If a line in the entries contains the word "Array", list it.
-*-*-
//! A single bounded ring-buffer channel: the non-blocking primitives
//! (`try_send`/`try_recv`/`try_send_v`/`try_recv_v`) plus its two wait
//! queues. This is an internal building block; hosts interact with channels
//! only through a [`crate::Bus`] and a [`crate::Descriptor`] — the channel
//! never knows its own descriptor or which bus owns it, matching "ownership
//! is the bus's, not the channel's" (§3 of the design).

use crate::error::{ErrorKind, Result};
use crate::scheduler::Scheduler;
use crate::waitqueue::WaitQueue;
use crate::Word;

pub(crate) struct Channel {
    capacity: usize,
    /// Ring storage, length always equal to `capacity`. Empty for a
    /// capacity-0 (rendezvous) channel.
    buffer: Vec<Word>,
    head: usize,
    size: usize,
    send_waiters: WaitQueue,
    recv_waiters: WaitQueue,
    /// Parked broadcasters blocked on this channel being the bottleneck.
    ///
    /// Only ever populated for a capacity-0 channel: `send_waiters` on such a
    /// channel holds nothing but payload-carrying rendezvous senders, taken
    /// via `take_from_first_waiting`, which panics if it finds a bare node
    /// (§4.2). A blocked broadcaster is a bare node with nothing to hand off
    /// to a single channel, so it cannot share that queue — it parks here
    /// instead, woken whenever a receiver parks on `recv_waiters` and makes
    /// this channel stop blocking sends.
    broadcast_waiters: WaitQueue,
}

impl Channel {
    pub(crate) fn new(capacity: usize) -> Self {
        Self {
            capacity,
            buffer: vec![0; capacity],
            head: 0,
            size: 0,
            send_waiters: WaitQueue::new(),
            recv_waiters: WaitQueue::new(),
            broadcast_waiters: WaitQueue::new(),
        }
    }

    pub(crate) fn capacity(&self) -> usize {
        self.capacity
    }

    pub(crate) fn len(&self) -> usize {
        self.size
    }

    pub(crate) fn send_waiters(&self) -> &WaitQueue {
        &self.send_waiters
    }

    pub(crate) fn recv_waiters(&self) -> &WaitQueue {
        &self.recv_waiters
    }

    pub(crate) fn broadcast_waiters(&self) -> &WaitQueue {
        &self.broadcast_waiters
    }

    /// Whether a send on this channel would block *right now*, without
    /// performing one. Used by `try_broadcast` to check every channel
    /// before committing to any of them (§4.4: broadcast is all-or-nothing).
    ///
    /// For a buffered channel this is simply "full". For a capacity-0
    /// channel there is no buffer to be full, so the equivalent condition is
    /// "no parked receiver is ready for a direct hand-off" (§4.2).
    pub(crate) fn would_block_on_send(&self) -> bool {
        if self.capacity == 0 {
            !self.recv_waiters.has_unwoken()
        } else {
            self.size == self.capacity
        }
    }

    pub(crate) fn try_send(&mut self, scheduler: &dyn Scheduler, word: Word) -> Result<()> {
        if self.capacity == 0 {
            return if self.recv_waiters.deliver_to_first_waiting(scheduler, word) {
                Ok(())
            } else {
                Err(ErrorKind::WouldBlock)
            };
        }
        if self.size == self.capacity {
            return Err(ErrorKind::WouldBlock);
        }
        let index = (self.head + self.size) % self.capacity;
        self.buffer[index] = word;
        self.size += 1;
        self.recv_waiters.wake_first(scheduler);
        Ok(())
    }

    pub(crate) fn try_recv(&mut self, scheduler: &dyn Scheduler) -> Result<Word> {
        if self.capacity == 0 {
            return match self.send_waiters.take_from_first_waiting(scheduler) {
                Some(word) => Ok(word),
                None => Err(ErrorKind::WouldBlock),
            };
        }
        if self.size == 0 {
            return Err(ErrorKind::WouldBlock);
        }
        let word = self.buffer[self.head];
        self.head = (self.head + 1) % self.capacity;
        self.size -= 1;
        self.send_waiters.wake_first(scheduler);
        Ok(word)
    }

    /// Copies `min(words.len(), capacity - size)` words into the ring and
    /// returns the count written (`>= 1` on success). On a capacity-0
    /// channel this degenerates to a single rendezvous hand-off of
    /// `words[0]` — there is no buffer to absorb more than one word without
    /// a parked counterpart for each.
    pub(crate) fn try_send_v(&mut self, scheduler: &dyn Scheduler, words: &[Word]) -> Result<usize> {
        if self.capacity == 0 {
            if words.is_empty() {
                return Err(ErrorKind::WouldBlock);
            }
            return self.try_send(scheduler, words[0]).map(|()| 1);
        }
        if self.size == self.capacity {
            return Err(ErrorKind::WouldBlock);
        }
        let n = words.len().min(self.capacity - self.size);
        for &word in &words[..n] {
            let index = (self.head + self.size) % self.capacity;
            self.buffer[index] = word;
            self.size += 1;
        }
        if n > 0 {
            self.recv_waiters.wake_first(scheduler);
        }
        Ok(n)
    }

    /// Symmetric to [`Self::try_send_v`]: drains up to `out.len()` words,
    /// returns the count read (`>= 1` on success).
    pub(crate) fn try_recv_v(&mut self, scheduler: &dyn Scheduler, out: &mut [Word]) -> Result<usize> {
        if self.capacity == 0 {
            if out.is_empty() {
                return Err(ErrorKind::WouldBlock);
            }
            return self.try_recv(scheduler).map(|word| {
                out[0] = word;
                1
            });
        }
        if self.size == 0 {
            return Err(ErrorKind::WouldBlock);
        }
        let n = out.len().min(self.size);
        for slot in out.iter_mut().take(n) {
            *slot = self.buffer[self.head];
            self.head = (self.head + 1) % self.capacity;
            self.size -= 1;
        }
        if n > 0 {
            self.send_waiters.wake_first(scheduler);
        }
        Ok(n)
    }

    /// Detaches every parked waiter from both queues (waking each so it can
    /// observe the channel is gone) and then drops, releasing the buffer.
    /// Must only be called after the owning bus slot has already been
    /// emptied — see [`crate::Bus::channel_close`] for the full
    /// detach-before-free sequence (§4.2/§5).
    pub(crate) fn close(self, scheduler: &dyn Scheduler) {
        let waiters = self.send_waiters.len() + self.recv_waiters.len() + self.broadcast_waiters.len();
        if waiters > 0 {
            log::warn!(
                target: crate::log::LOG_TARGET,
                "closing channel with {} parked waiter(s)",
                waiters
            );
        }
        self.send_waiters.wake_all_detach(scheduler);
        self.recv_waiters.wake_all_detach(scheduler);
        self.broadcast_waiters.wake_all_detach(scheduler);
        // `self` (and its `buffer`) is dropped here, after every queue has
        // been emptied — the detach-before-free invariant.
    }
}

#[cfg(test)]
mod tests {
    use super::*;
    use crate::scheduler::CoroutineId;
    use std::cell::Cell;

    #[derive(Default)]
    struct NullScheduler {
        current: Cell<u64>,
    }

    impl Scheduler for NullScheduler {
        fn current(&self) -> CoroutineId {
            CoroutineId(self.current.get())
        }
        fn suspend(&self) {
            panic!("not exercised at this layer");
        }
        fn wakeup(&self, _id: CoroutineId) {}
    }

    #[test]
    fn bounded_fifo_order() {
        let sched = NullScheduler::default();
        let mut chan = Channel::new(2);
        chan.try_send(&sched, 1).unwrap();
        chan.try_send(&sched, 2).unwrap();
        assert_eq!(chan.try_send(&sched, 3), Err(ErrorKind::WouldBlock));
        assert_eq!(chan.try_recv(&sched), Ok(1));
        assert_eq!(chan.try_recv(&sched), Ok(2));
        assert_eq!(chan.try_recv(&sched), Err(ErrorKind::WouldBlock));
    }

    #[test]
    fn capacity_zero_never_buffers() {
        let sched = NullScheduler::default();
        let mut chan = Channel::new(0);
        // Nobody parked yet: both directions would block immediately.
        assert_eq!(chan.try_send(&sched, 1), Err(ErrorKind::WouldBlock));
        assert_eq!(chan.try_recv(&sched), Err(ErrorKind::WouldBlock));
        assert_eq!(chan.len(), 0);
    }

    #[test]
    fn vectorised_send_partial_fill_and_wake() {
        let sched = NullScheduler::default();
        let mut chan = Channel::new(4);
        chan.try_send(&sched, 99).unwrap();
        let n = chan.try_send_v(&sched, &[1, 2, 3, 4, 5]).unwrap();
        assert_eq!(n, 3); // only 3 slots were free
        assert_eq!(chan.len(), 4);
        assert_eq!(chan.try_recv(&sched), Ok(99));
        assert_eq!(chan.try_recv(&sched), Ok(1));
        assert_eq!(chan.try_recv(&sched), Ok(2));
        assert_eq!(chan.try_recv(&sched), Ok(3));
    }

    #[test]
    fn vectorised_recv_drains_in_order() {
        let sched = NullScheduler::default();
        let mut chan = Channel::new(4);
        for w in [10, 20, 30] {
            chan.try_send(&sched, w).unwrap();
        }
        let mut out = [0u64; 4];
        let n = chan.try_recv_v(&sched, &mut out).unwrap();
        assert_eq!(n, 3);
        assert_eq!(&out[..3], &[10, 20, 30]);
        assert_eq!(chan.len(), 0);
    }

    #[test]
    fn would_block_on_send_matches_try_send_outcome() {
        let sched = NullScheduler::default();
        let mut chan = Channel::new(1);
        assert!(!chan.would_block_on_send());
        chan.try_send(&sched, 1).unwrap();
        assert!(chan.would_block_on_send());
        assert_eq!(chan.try_send(&sched, 2), Err(ErrorKind::WouldBlock));
    }
}
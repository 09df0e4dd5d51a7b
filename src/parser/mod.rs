//! Document readers: DOCX packages and HTML pages.

mod docx_parser;
mod html_parser;
mod options;

pub use docx_parser::DocxParser;
pub use html_parser::HtmlParser;
pub use options::{ErrorMode, ParseOptions};
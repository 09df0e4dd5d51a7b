//! Strict placeholder substitution over a retrieved story tree.
//!
//! The walk runs in two passes. The first only counts: every table token
//! must appear exactly once as a string value and no other
//! placeholder-shaped value may appear. The second pass replaces, and runs
//! only when the first found nothing wrong, so a failed check leaves the
//! tree untouched.

use crate::error::{Error, MismatchReport, Result};
use crate::model::{PlaceholderToken, TokenTable};
use serde_json::Value;
use std::collections::BTreeMap;

/// Count placeholder-shaped string values in a tree. Object keys are not
/// counted.
pub fn count_tokens(tree: &Value) -> BTreeMap<String, usize> {
    let mut counts = BTreeMap::new();
    visit(tree, &mut |s| {
        if PlaceholderToken::looks_like(s) {
            *counts.entry(s.to_string()).or_insert(0) += 1;
        }
    });
    counts
}

/// Compare a tree against the token table without modifying it.
pub fn verify(tree: &Value, tokens: &TokenTable) -> MismatchReport {
    let counts = count_tokens(tree);
    let mut report = MismatchReport::default();

    for (token, _) in tokens.iter() {
        match counts.get(token.as_str()).copied().unwrap_or(0) {
            0 => report.missing.push(token.to_string()),
            1 => {}
            _ => report.duplicated.push(token.to_string()),
        }
    }
    report.unknown = counts
        .keys()
        .filter(|value| !tokens.contains(value))
        .cloned()
        .collect();

    report
}

/// Replace every token in `tree` with its real text.
///
/// Returns the number of replaced values. On any mismatch the tree is left
/// as it was and [`Error::StructuralMismatch`] is returned.
pub fn substitute(tree: &mut Value, tokens: &TokenTable) -> Result<usize> {
    let report = verify(tree, tokens);
    if !report.is_clean() {
        return Err(Error::StructuralMismatch(report));
    }

    let mut replaced = 0;
    replace(tree, tokens, &mut replaced);
    Ok(replaced)
}

fn visit<'v>(value: &'v Value, f: &mut impl FnMut(&'v str)) {
    match value {
        Value::String(s) => f(s),
        Value::Array(items) => items.iter().for_each(|v| visit(v, f)),
        Value::Object(map) => map.values().for_each(|v| visit(v, f)),
        Value::Null | Value::Bool(_) | Value::Number(_) => {}
    }
}

fn replace(value: &mut Value, tokens: &TokenTable, replaced: &mut usize) {
    match value {
        Value::String(s) => {
            if let Some(text) = tokens.get(s) {
                *s = text.to_string();
                *replaced += 1;
            }
        }
        Value::Array(items) => items.iter_mut().for_each(|v| replace(v, tokens, replaced)),
        Value::Object(map) => map.values_mut().for_each(|v| replace(v, tokens, replaced)),
        Value::Null | Value::Bool(_) | Value::Number(_) => {}
    }
}

#[cfg(test)]
mod tests {
    use super::*;
    use crate::model::TokenKind;
    use serde_json::json;

    fn fixture() -> (Value, TokenTable) {
        let mut tokens = TokenTable::new();
        let title = tokens.issue(TokenKind::Title, "Río Grande");
        let text = tokens.issue(TokenKind::Text, "Hello, 世界");
        let tree = json!({
            "root": "n-root",
            "nodes": {
                "n-0001": { "type": "storycover", "data": { "title": title.as_str() } },
                "n-0002": { "type": "text", "data": { "text": text.as_str(), "type": "paragraph" } }
            }
        });
        (tree, tokens)
    }

    #[test]
    fn test_substitute_round_trip() {
        let (mut tree, tokens) = fixture();
        let original = tree.clone();

        assert_eq!(substitute(&mut tree, &tokens).unwrap(), 2);
        assert_eq!(tree["nodes"]["n-0002"]["data"]["text"], "Hello, 世界");
        assert_eq!(tree["nodes"]["n-0001"]["data"]["title"], "Río Grande");

        // Only the substituted leaves differ.
        tree["nodes"]["n-0001"]["data"]["title"] = original["nodes"]["n-0001"]["data"]["title"].clone();
        tree["nodes"]["n-0002"]["data"]["text"] = original["nodes"]["n-0002"]["data"]["text"].clone();
        assert_eq!(tree, original);
    }

    #[test]
    fn test_missing_token_leaves_tree_untouched() {
        let (mut tree, tokens) = fixture();
        tree["nodes"]["n-0002"]["data"]["text"] = json!("Hello, ??");
        let before = tree.clone();

        match substitute(&mut tree, &tokens) {
            Err(Error::StructuralMismatch(report)) => {
                assert_eq!(report.missing, vec!["PLACEHOLDER_TEXT_0002"]);
                assert!(report.unknown.is_empty());
            }
            other => panic!("expected mismatch, got {:?}", other),
        }
        assert_eq!(tree, before);
    }

    #[test]
    fn test_duplicated_and_unknown_tokens() {
        let (mut tree, tokens) = fixture();
        tree["nodes"]["n-0003"] = json!({ "data": { "text": "PLACEHOLDER_TEXT_0002" } });
        tree["nodes"]["n-0004"] = json!({ "data": { "text": "PLACEHOLDER_TEXT_0042" } });

        let report = verify(&tree, &tokens);
        assert_eq!(report.duplicated, vec!["PLACEHOLDER_TEXT_0002"]);
        assert_eq!(report.unknown, vec!["PLACEHOLDER_TEXT_0042"]);
        assert!(report.missing.is_empty());
    }

    #[test]
    fn test_count_ignores_keys_and_plain_values() {
        let tree = json!({
            "PLACEHOLDER_TEXT_0001": "plain",
            "list": ["PLACEHOLDER_LIST_0002", 3, null, true]
        });
        let counts = count_tokens(&tree);
        assert_eq!(counts.len(), 1);
        assert_eq!(counts.get("PLACEHOLDER_LIST_0002"), Some(&1));
    }
}
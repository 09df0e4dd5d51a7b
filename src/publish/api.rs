//! Remote content API seams.

use crate::error::Result;
use crate::model::{AssetRef, Resource};
use serde::{Deserialize, Serialize};
use serde_json::Value;

/// Stores image payloads and hands back a reference usable in a story tree.
pub trait AssetUploader {
    /// Upload one image payload under a file name.
    fn upload_asset(&mut self, resource: &Resource, name: &str) -> Result<AssetRef>;
}

/// Item-level operations of a content store.
///
/// Every call is blocking. Failures are reported as
/// [`Error::RemoteCall`](crate::Error::RemoteCall) naming the step.
pub trait ContentApi: AssetUploader {
    /// Create a story item from a draft tree; returns the new item id.
    fn create_item(&mut self, draft: &Value, properties: &ItemProperties) -> Result<String>;

    /// Fetch the tree of an item as stored. When the item carries a builder
    /// draft resource (`draft_*.json`), the draft is read instead of the
    /// item data.
    fn get_item_json(&mut self, item_id: &str) -> Result<Value>;

    /// Replace the tree of an item, in the item data and in its builder
    /// draft resource when there is one.
    fn update_item_json(&mut self, item_id: &str, tree: &Value) -> Result<()>;
}

/// Prefix of the resource the story builder keeps its working copy in.
pub const DRAFT_RESOURCE_PREFIX: &str = "draft_";

/// Check whether an item resource name is a builder draft.
pub fn is_draft_resource(name: &str) -> bool {
    name.starts_with(DRAFT_RESOURCE_PREFIX) && name.ends_with(".json")
}

/// Item fields sent directly with `create_item`.
///
/// These travel outside the story tree and are not protected by
/// placeholder substitution.
#[derive(Debug, Clone, Default, PartialEq, Eq, Serialize, Deserialize)]
pub struct ItemProperties {
    /// Item title
    pub title: String,

    /// Item tags
    pub tags: Vec<String>,

    /// Short summary (the item snippet)
    pub summary: Option<String>,

    /// Longer description
    pub description: Option<String>,
}

impl ItemProperties {
    /// Create properties with a title.
    pub fn new(title: impl Into<String>) -> Self {
        Self {
            title: title.into(),
            ..Default::default()
        }
    }

    /// Set the tags.
    pub fn with_tags(mut self, tags: Vec<String>) -> Self {
        self.tags = tags;
        self
    }

    /// Set the summary.
    pub fn with_summary(mut self, summary: impl Into<String>) -> Self {
        self.summary = Some(summary.into());
        self
    }

    /// Set the description.
    pub fn with_description(mut self, description: impl Into<String>) -> Self {
        self.description = Some(description.into());
        self
    }

    /// Tags joined the way the portal expects them.
    pub fn tags_field(&self) -> String {
        self.tags.join(",")
    }
}
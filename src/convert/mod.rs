//! Conversion pipeline from a parsed document to placeholder-carrying
//! content blocks.
//!
//! Stages run in order over one document: run extraction, list
//! normalization, image resolution (which uploads payloads), and block
//! building.
//!
//! # Example
//!
//! ```no_run
//! use docx_storymap::convert::{ConvertOptions, Converter};
//! use docx_storymap::publish::MemoryPortal;
//!
//! fn main() -> docx_storymap::Result<()> {
//!     let doc = docx_storymap::parse_file("field-notes.docx")?;
//!     let mut portal = MemoryPortal::new();
//!
//!     let conversion = Converter::new(ConvertOptions::default()).convert(&doc, &mut portal)?;
//!     println!("{} blocks, {} placeholders", conversion.blocks.len(), conversion.tokens.len());
//!     Ok(())
//! }
//! ```

mod blocks;
mod extract;
mod images;
mod language;
mod lists;
mod stats;

pub use blocks::{BlockBuilder, BLANK_TEXT};
pub use extract::{Extraction, RunExtractor};
pub use images::ImageResolver;
pub use language::detect_language;
pub use lists::{coerce_entries, normalize_lists, CoercedEntry};
pub use stats::ConversionStats;

use crate::error::{Result, Warning};
use crate::model::{ContentBlock, Document, StyleKind, TokenTable};
use crate::publish::AssetUploader;
use log::{debug, info};

/// Options for document conversion.
#[derive(Debug, Clone)]
pub struct ConvertOptions {
    /// Merge adjacent runs with identical formatting
    pub merge_runs: bool,

    /// Merge consecutive code paragraphs into one code block
    pub merge_code_paragraphs: bool,

    /// Detect the language of code paragraphs
    pub detect_code_language: bool,
}

impl ConvertOptions {
    /// Create new conversion options.
    pub fn new() -> Self {
        Self::default()
    }

    /// Enable or disable run merging.
    pub fn with_run_merge(mut self, merge: bool) -> Self {
        self.merge_runs = merge;
        self
    }

    /// Enable or disable code paragraph merging.
    pub fn with_code_merge(mut self, merge: bool) -> Self {
        self.merge_code_paragraphs = merge;
        self
    }

    /// Enable or disable code language detection.
    pub fn with_language_detection(mut self, detect: bool) -> Self {
        self.detect_code_language = detect;
        self
    }
}

impl Default for ConvertOptions {
    fn default() -> Self {
        Self {
            merge_runs: true,
            merge_code_paragraphs: true,
            detect_code_language: true,
        }
    }
}

/// Result of converting one document.
#[derive(Debug, Clone)]
pub struct Conversion {
    /// Content blocks in document order
    pub blocks: Vec<ContentBlock>,

    /// Real text for every placeholder in `blocks`
    pub tokens: TokenTable,

    /// Non-fatal conditions raised along the way
    pub warnings: Vec<Warning>,

    /// Conversion statistics
    pub stats: ConversionStats,
}

/// Runs the conversion stages.
#[derive(Debug, Clone, Default)]
pub struct Converter {
    options: ConvertOptions,
}

impl Converter {
    /// Create a converter.
    pub fn new(options: ConvertOptions) -> Self {
        Self { options }
    }

    /// Options in use.
    pub fn options(&self) -> &ConvertOptions {
        &self.options
    }

    /// Convert a document, uploading its images through `uploader`.
    pub fn convert(&self, doc: &Document, uploader: &mut dyn AssetUploader) -> Result<Conversion> {
        let mut stats = ConversionStats::new();

        let extraction = RunExtractor::new()
            .with_merge(self.options.merge_runs)
            .with_language_detection(self.options.detect_code_language)
            .extract(doc);
        let mut warnings = extraction.warnings;
        stats.paragraph_count = extraction
            .paragraphs
            .iter()
            .filter(|p| p.style_kind != StyleKind::Separator)
            .count() as u32;
        stats.table_count = extraction.tables_skipped as u32;
        if extraction.tables_skipped > 0 {
            debug!("Dropped {} tables", extraction.tables_skipped);
        }

        let elements = normalize_lists(extraction.paragraphs);

        let before = warnings.len();
        let elements = ImageResolver::new(doc, uploader).resolve(elements, &mut warnings)?;
        stats.skipped_image_count = warnings[before..]
            .iter()
            .filter(|w| matches!(w, Warning::AssetResolution { .. }))
            .count() as u32;

        let mut tokens = TokenTable::new();
        let blocks = BlockBuilder::new()
            .with_code_merge(self.options.merge_code_paragraphs)
            .build(&elements, &mut tokens, &mut stats);

        info!(
            "Converted {} paragraphs into {} blocks ({} images, {} warnings)",
            stats.paragraph_count,
            blocks.len(),
            stats.image_count,
            warnings.len()
        );

        Ok(Conversion {
            blocks,
            tokens,
            warnings,
            stats,
        })
    }
}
-*-*-
> _EXERCISE RESULT_
        Value::Array(items) => items.iter().for_each(|v| visit(v, f)),
        Value::Array(items) => items.iter_mut().for_each(|v| replace(v, tokens, replaced)),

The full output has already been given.